Optimal gender-specific treatment paths on healthcare multiplex networks

Non-communicable diseases (NCDs), like cardiovascular diseases or cancers, are the major public health problems worldwide. Well-described differences between men and women exist in NCDs in life expectancy and health-related quality of life. However, knowledge on gender differences in healthcare-seeking behavior is dispersed, sometimes incomplete and seldom incorporated into clinical practice. Women appear to have less access to specialized healthcare providers (HCPs), innovative drugs and high-end medicine. In this project we conceptualize healthcare systems as networks of HCPs that are connected by different types of patient flows. Treatments are random walks on such multiplex networks. A formal and data-driven understanding of healthcare-seeking behavior requires substantial advances in the mathematics of diffusion on such generalized networks.

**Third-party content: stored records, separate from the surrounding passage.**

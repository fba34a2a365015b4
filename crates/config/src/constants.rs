//! Centralized tuning constants
//!
//! Single source of truth for the timing and context defaults used across the
//! pipeline. Use these instead of hardcoding values in multiple crates.

/// Capture engine timing
pub mod capture {
    /// Delay before reopening the provider session after it self-terminates.
    /// Continuous dictation providers end sessions on their own; the short
    /// delay avoids a tight restart loop.
    pub const RESTART_DELAY_MS: u64 = 100;
}

/// Utterance gating
pub mod gate {
    /// Finalized text shorter than this is treated as noise and dropped.
    pub const MIN_UTTERANCE_CHARS: usize = 3;

    /// Quiet window after a final utterance before it is dispatched. A newer
    /// utterance inside the window supersedes the pending one.
    pub const QUIET_WINDOW_MS: u64 = 500;
}

/// Advice service
pub mod advice {
    /// Default advice service endpoint.
    pub const DEFAULT_ENDPOINT: &str = "http://127.0.0.1:8788/sales-assistant";

    /// Hard bound on the suggestion round trip; the request resolves to the
    /// local fallback rather than hanging past this.
    pub const REQUEST_TIMEOUT_MS: u64 = 10_000;

    /// How many recent transcript entries accompany each request.
    pub const HISTORY_WINDOW: usize = 6;
}
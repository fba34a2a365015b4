//! Suggestion client
//!
//! Wraps an [`AdviceBackend`] so the coaching flow always gets a suggestion:
//! any transport failure, rate limit, or malformed body resolves to the fixed
//! local fallback, surfaced only as an advisory message. Unknown stage or
//! sentiment values are coerced rather than rejected.

use std::sync::Arc;

use call_coach_core::{CallSettings, SalesStage, Sentiment, Suggestion, TranscriptLog};

use crate::backend::{AdviceBackend, AdviceRequest, HistoryTurn, RawAdvice};

/// Advisory shown when a request fell back locally.
const FALLBACK_ADVISORY: &str = "Connection issue. Still listening, trying again...";

/// Bounded context accompanying one suggestion request
#[derive(Debug, Clone)]
pub struct AdviceContext {
    pub goal: String,
    pub style_text: String,
    pub current_stage: SalesStage,
    /// Most recent transcript entries, oldest first, already bounded
    pub recent_history: Vec<HistoryTurn>,
}

impl AdviceContext {
    /// Build a context from the session's settings, stage, and transcript,
    /// keeping the last `window` entries.
    pub fn from_log(
        settings: &CallSettings,
        current_stage: SalesStage,
        log: &TranscriptLog,
        window: usize,
    ) -> Self {
        let recent_history = log
            .recent(window)
            .iter()
            .map(|entry| HistoryTurn {
                role: entry.role.as_str().to_string(),
                text: entry.text.clone(),
            })
            .collect();

        Self {
            goal: settings.goal.clone(),
            style_text: settings.resolved_style_text().to_string(),
            current_stage,
            recent_history,
        }
    }
}

/// Result of one suggestion request. Always carries a usable suggestion.
#[derive(Debug, Clone)]
pub struct SuggestionOutcome {
    pub suggestion: Suggestion,
    /// Non-blocking notice for the UI when the backend failed and the local
    /// fallback was used
    pub advisory: Option<String>,
}

/// Client that always resolves to a suggestion
pub struct SuggestionClient {
    backend: Arc<dyn AdviceBackend>,
    history_window: usize,
}

impl SuggestionClient {
    pub fn new(backend: Arc<dyn AdviceBackend>, history_window: usize) -> Self {
        Self {
            backend,
            history_window,
        }
    }

    pub fn history_window(&self) -> usize {
        self.history_window
    }

    /// Request a suggestion for `utterance`. One attempt; failures resolve to
    /// [`Suggestion::fallback`] with an advisory instead of propagating.
    pub async fn get_suggestion(
        &self,
        utterance: &str,
        context: &AdviceContext,
    ) -> SuggestionOutcome {
        let mut history = context.recent_history.clone();
        if history.len() > self.history_window {
            history.drain(..history.len() - self.history_window);
        }

        let request = AdviceRequest {
            transcript: utterance.to_string(),
            goal: context.goal.clone(),
            style: context.style_text.clone(),
            current_stage: context.current_stage,
            conversation_history: history,
        };

        match self.backend.suggest(&request).await {
            Ok(raw) => SuggestionOutcome {
                suggestion: coerce(raw, context.current_stage),
                advisory: None,
            },
            Err(e) => {
                tracing::warn!("Advice request failed, using local fallback: {}", e);
                SuggestionOutcome {
                    suggestion: Suggestion::fallback(context.current_stage),
                    advisory: Some(FALLBACK_ADVISORY.to_string()),
                }
            },
        }
    }
}

/// Turn a raw advice payload into a [`Suggestion`], coercing unknown stage
/// ids to the previous stage and unknown sentiments to neutral.
fn coerce(raw: RawAdvice, previous_stage: SalesStage) -> Suggestion {
    let stage = raw
        .stage
        .as_deref()
        .and_then(SalesStage::from_id)
        .unwrap_or(previous_stage);

    let sentiment = raw
        .caller_sentiment
        .as_deref()
        .map(Sentiment::from_wire)
        .unwrap_or_default();

    Suggestion {
        text: raw.suggestion,
        stage,
        tip: raw.tip.unwrap_or_default(),
        sentiment,
    }
}

#[cfg(test)]
mod tests {
    use super::*;
    use crate::AdviceError;
    use async_trait::async_trait;

    struct FixedBackend(Result<RawAdvice, AdviceError>);

    #[async_trait]
    impl AdviceBackend for FixedBackend {
        async fn suggest(&self, _request: &AdviceRequest) -> Result<RawAdvice, AdviceError> {
            match &self.0 {
                Ok(raw) => Ok(raw.clone()),
                Err(AdviceError::RateLimited) => Err(AdviceError::RateLimited),
                Err(e) => Err(AdviceError::Network(e.to_string())),
            }
        }
    }

    struct CapturingBackend {
        seen: std::sync::Mutex<Option<AdviceRequest>>,
    }

    #[async_trait]
    impl AdviceBackend for CapturingBackend {
        async fn suggest(&self, request: &AdviceRequest) -> Result<RawAdvice, AdviceError> {
            *self.seen.lock().unwrap() = Some(request.clone());
            Ok(RawAdvice {
                suggestion: "ok".to_string(),
                stage: None,
                tip: None,
                caller_sentiment: None,
            })
        }
    }

    fn raw(stage: Option<&str>, sentiment: Option<&str>) -> RawAdvice {
        RawAdvice {
            suggestion: "Ask about their timeline.".to_string(),
            stage: stage.map(str::to_string),
            tip: Some("stay curious".to_string()),
            caller_sentiment: sentiment.map(str::to_string),
        }
    }

    fn context(stage: SalesStage) -> AdviceContext {
        AdviceContext {
            goal: "book a demo".to_string(),
            style_text: "warm".to_string(),
            current_stage: stage,
            recent_history: Vec::new(),
        }
    }

    #[tokio::test]
    async fn test_success_applies_reported_stage() {
        let client = SuggestionClient::new(
            Arc::new(FixedBackend(Ok(raw(Some("discovery"), Some("hesitant"))))),
            6,
        );
        let outcome = client
            .get_suggestion("well maybe", &context(SalesStage::Greeting))
            .await;

        assert_eq!(outcome.suggestion.stage, SalesStage::Discovery);
        assert_eq!(outcome.suggestion.sentiment, Sentiment::Hesitant);
        assert!(outcome.advisory.is_none());
    }

    #[tokio::test]
    async fn test_unknown_stage_keeps_previous() {
        let client = SuggestionClient::new(
            Arc::new(FixedBackend(Ok(raw(Some("negotiation"), Some("joyful"))))),
            6,
        );
        let outcome = client
            .get_suggestion("hm", &context(SalesStage::Value))
            .await;

        assert_eq!(outcome.suggestion.stage, SalesStage::Value);
        assert_eq!(outcome.suggestion.sentiment, Sentiment::Neutral);
    }

    #[tokio::test]
    async fn test_rate_limit_falls_back() {
        let client =
            SuggestionClient::new(Arc::new(FixedBackend(Err(AdviceError::RateLimited))), 6);
        let outcome = client
            .get_suggestion("anything", &context(SalesStage::Objection))
            .await;

        assert_eq!(
            outcome.suggestion,
            Suggestion::fallback(SalesStage::Objection)
        );
        assert!(outcome.advisory.is_some());
    }

    #[tokio::test]
    async fn test_history_bounded_to_window() {
        let backend = Arc::new(CapturingBackend {
            seen: std::sync::Mutex::new(None),
        });
        let client = SuggestionClient::new(backend.clone(), 3);

        let mut ctx = context(SalesStage::Discovery);
        ctx.recent_history = (0..8)
            .map(|i| HistoryTurn {
                role: "caller".to_string(),
                text: format!("turn {}", i),
            })
            .collect();

        client.get_suggestion("latest", &ctx).await;

        let seen = backend.seen.lock().unwrap().clone().unwrap();
        assert_eq!(seen.conversation_history.len(), 3);
        assert_eq!(seen.conversation_history[0].text, "turn 5");
        assert_eq!(seen.conversation_history[2].text, "turn 7");
    }

    #[test]
    fn test_context_from_log() {
        let mut log = TranscriptLog::new();
        for i in 0..10 {
            log.push_caller(&format!("utterance {}", i));
        }
        let settings = CallSettings::default();
        let ctx = AdviceContext::from_log(&settings, SalesStage::Rapport, &log, 6);

        assert_eq!(ctx.recent_history.len(), 6);
        assert_eq!(ctx.recent_history[0].text, "utterance 4");
        assert_eq!(ctx.style_text, "warm");
        assert_eq!(ctx.current_stage, SalesStage::Rapport);
    }
}
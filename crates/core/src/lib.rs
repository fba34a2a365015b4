//! Core domain types for the call coaching pipeline
//!
//! This crate provides the types shared by every other crate:
//! - Sales stage model and progression order
//! - Suggestion and sentiment types, including the fixed opening line and
//!   the local fallback
//! - Transcript entries and the append-only per-session log
//! - Per-call settings (goal and communication style)

pub mod settings;
pub mod stage;
pub mod suggestion;
pub mod transcript;

pub use settings::{CallSettings, ConversationStyle};
pub use stage::{SalesStage, STAGE_SEQUENCE};
pub use suggestion::{Sentiment, Suggestion};
pub use transcript::{EntryRole, TranscriptEntry, TranscriptLog};
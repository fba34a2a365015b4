//! Advice service integration
//!
//! Features:
//! - HTTP backend with bounded request timeout and bearer auth
//! - Best-effort JSON extraction from prose-wrapped model output
//! - Stage/sentiment coercion for out-of-vocabulary values
//! - Deterministic local fallback: the coaching flow is never left without a
//!   suggestion

pub mod backend;
pub mod client;
pub mod extract;

pub use backend::{AdviceBackend, AdviceRequest, HistoryTurn, HttpAdviceBackend, RawAdvice};
pub use client::{AdviceContext, SuggestionClient, SuggestionOutcome};
pub use extract::extract_json_object;

use thiserror::Error;

/// Advice service errors. All of these are absorbed by
/// [`SuggestionClient`] into the local fallback; none reach the caller.
#[derive(Error, Debug)]
pub enum AdviceError {
    #[error("Network error: {0}")]
    Network(String),

    #[error("Request timed out")]
    Timeout,

    #[error("Advice service returned HTTP {status}: {message}")]
    Api { status: u16, message: String },

    #[error("Rate limited by advice service")]
    RateLimited,

    #[error("Invalid response: {0}")]
    InvalidResponse(String),
}

impl From<reqwest::Error> for AdviceError {
    fn from(err: reqwest::Error) -> Self {
        if err.is_timeout() {
            AdviceError::Timeout
        } else {
            AdviceError::Network(err.to_string())
        }
    }
}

The optimization of gender-specific treatment paths necessitates new developments in methods akin to spectral optimization for multiplex networks and for targeted diffusion as history-dependent random walks. Gender differences manifest themselves in different diffusive properties of networks given by flows of male and female patients. We intend to contribute to more stringent considerations of gender differences in the treatments of NCDs and thus to better targeted, more patient oriented and more efficient therapeutic approaches which contribute to cost reductions and better allocation of resources.